◆ Task material:
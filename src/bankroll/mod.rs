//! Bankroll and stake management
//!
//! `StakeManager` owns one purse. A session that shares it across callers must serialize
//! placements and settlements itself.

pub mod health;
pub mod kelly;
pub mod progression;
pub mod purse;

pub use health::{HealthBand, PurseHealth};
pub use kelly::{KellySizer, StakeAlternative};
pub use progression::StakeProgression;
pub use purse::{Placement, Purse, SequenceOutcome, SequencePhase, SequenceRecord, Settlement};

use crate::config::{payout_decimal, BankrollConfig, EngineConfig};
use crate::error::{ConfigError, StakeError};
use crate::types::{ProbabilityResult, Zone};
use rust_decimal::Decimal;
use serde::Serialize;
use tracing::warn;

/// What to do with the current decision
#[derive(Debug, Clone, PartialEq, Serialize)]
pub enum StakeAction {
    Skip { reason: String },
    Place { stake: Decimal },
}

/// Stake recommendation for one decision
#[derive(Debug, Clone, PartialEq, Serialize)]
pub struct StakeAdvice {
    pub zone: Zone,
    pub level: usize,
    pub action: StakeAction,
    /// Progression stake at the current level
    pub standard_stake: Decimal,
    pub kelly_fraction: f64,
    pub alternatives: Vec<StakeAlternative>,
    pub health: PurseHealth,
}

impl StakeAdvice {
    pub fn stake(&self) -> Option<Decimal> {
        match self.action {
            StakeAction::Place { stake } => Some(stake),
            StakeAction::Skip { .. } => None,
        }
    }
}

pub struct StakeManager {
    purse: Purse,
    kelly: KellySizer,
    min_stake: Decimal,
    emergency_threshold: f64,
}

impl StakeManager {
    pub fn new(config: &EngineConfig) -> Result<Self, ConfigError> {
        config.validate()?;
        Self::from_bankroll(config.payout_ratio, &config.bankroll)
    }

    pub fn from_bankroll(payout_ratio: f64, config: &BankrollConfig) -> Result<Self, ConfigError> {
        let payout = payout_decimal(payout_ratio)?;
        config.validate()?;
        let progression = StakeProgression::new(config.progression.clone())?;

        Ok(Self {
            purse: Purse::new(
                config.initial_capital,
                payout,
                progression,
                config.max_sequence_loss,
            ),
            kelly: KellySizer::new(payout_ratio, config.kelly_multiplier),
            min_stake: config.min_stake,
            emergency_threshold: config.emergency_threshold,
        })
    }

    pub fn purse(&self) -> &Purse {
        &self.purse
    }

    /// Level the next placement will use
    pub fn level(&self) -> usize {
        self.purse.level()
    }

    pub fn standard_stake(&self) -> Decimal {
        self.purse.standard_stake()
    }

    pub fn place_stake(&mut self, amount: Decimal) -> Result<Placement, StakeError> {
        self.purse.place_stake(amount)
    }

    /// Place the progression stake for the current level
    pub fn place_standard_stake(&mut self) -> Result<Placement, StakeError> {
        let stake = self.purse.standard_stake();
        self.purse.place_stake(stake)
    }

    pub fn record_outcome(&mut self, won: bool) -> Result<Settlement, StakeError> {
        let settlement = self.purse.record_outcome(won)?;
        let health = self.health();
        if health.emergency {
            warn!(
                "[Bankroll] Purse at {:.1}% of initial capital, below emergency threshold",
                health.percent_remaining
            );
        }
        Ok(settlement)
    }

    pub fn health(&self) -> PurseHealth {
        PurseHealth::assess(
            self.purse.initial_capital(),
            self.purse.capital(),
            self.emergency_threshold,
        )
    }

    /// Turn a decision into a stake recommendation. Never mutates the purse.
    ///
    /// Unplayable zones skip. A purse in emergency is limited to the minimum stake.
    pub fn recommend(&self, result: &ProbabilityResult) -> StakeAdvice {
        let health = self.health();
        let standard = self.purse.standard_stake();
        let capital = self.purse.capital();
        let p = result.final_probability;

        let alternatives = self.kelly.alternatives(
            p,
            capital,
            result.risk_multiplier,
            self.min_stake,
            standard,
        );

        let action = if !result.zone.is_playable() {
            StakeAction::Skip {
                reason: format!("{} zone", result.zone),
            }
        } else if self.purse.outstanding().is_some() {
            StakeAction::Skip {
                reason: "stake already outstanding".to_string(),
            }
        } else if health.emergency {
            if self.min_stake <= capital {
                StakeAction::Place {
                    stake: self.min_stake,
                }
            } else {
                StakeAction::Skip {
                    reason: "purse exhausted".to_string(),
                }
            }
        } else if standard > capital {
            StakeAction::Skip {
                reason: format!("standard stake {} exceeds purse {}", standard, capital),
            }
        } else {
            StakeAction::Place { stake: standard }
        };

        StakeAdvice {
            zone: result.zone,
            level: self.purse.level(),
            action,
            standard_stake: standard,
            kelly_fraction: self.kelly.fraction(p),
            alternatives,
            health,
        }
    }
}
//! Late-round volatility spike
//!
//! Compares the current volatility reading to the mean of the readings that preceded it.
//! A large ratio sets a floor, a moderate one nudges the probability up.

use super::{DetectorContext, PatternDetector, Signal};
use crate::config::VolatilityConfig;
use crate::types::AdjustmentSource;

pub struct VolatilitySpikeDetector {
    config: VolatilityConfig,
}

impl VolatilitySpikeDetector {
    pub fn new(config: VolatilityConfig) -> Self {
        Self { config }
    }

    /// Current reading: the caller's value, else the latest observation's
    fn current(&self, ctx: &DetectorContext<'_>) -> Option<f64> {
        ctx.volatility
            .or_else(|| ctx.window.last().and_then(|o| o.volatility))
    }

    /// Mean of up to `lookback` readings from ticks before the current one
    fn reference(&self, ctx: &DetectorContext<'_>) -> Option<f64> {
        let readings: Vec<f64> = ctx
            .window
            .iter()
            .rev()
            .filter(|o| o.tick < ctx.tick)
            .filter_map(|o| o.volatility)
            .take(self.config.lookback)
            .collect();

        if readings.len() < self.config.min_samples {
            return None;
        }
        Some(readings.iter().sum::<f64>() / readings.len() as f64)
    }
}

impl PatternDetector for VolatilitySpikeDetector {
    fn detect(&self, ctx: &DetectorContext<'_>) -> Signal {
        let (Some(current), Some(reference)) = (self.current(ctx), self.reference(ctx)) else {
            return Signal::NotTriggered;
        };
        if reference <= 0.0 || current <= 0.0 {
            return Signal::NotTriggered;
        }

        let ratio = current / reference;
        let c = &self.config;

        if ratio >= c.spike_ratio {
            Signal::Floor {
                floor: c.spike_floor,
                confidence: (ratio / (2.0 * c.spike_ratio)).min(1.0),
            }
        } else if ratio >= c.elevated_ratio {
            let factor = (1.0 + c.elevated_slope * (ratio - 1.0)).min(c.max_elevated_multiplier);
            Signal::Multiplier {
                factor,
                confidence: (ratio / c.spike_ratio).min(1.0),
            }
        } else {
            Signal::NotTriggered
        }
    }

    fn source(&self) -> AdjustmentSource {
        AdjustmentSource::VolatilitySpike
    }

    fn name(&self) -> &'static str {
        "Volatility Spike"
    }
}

◆ Task to complete:
The lines from the top of the data above down to the line containing "pub use progression::StakeProgression;" are to be copied exactly; no other line should appear.

◆ Answer to this problem:
filename src/bankroll/mod.rs
//! Bankroll and stake management
//!
//! `StakeManager` owns one purse. A session that shares it across callers must serialize
//! placements and settlements itself.

pub mod health;
pub mod kelly;
pub mod progression;
pub mod purse;

pub use health::{HealthBand, PurseHealth};
pub use kelly::{KellySizer, StakeAlternative};
pub use progression::StakeProgression;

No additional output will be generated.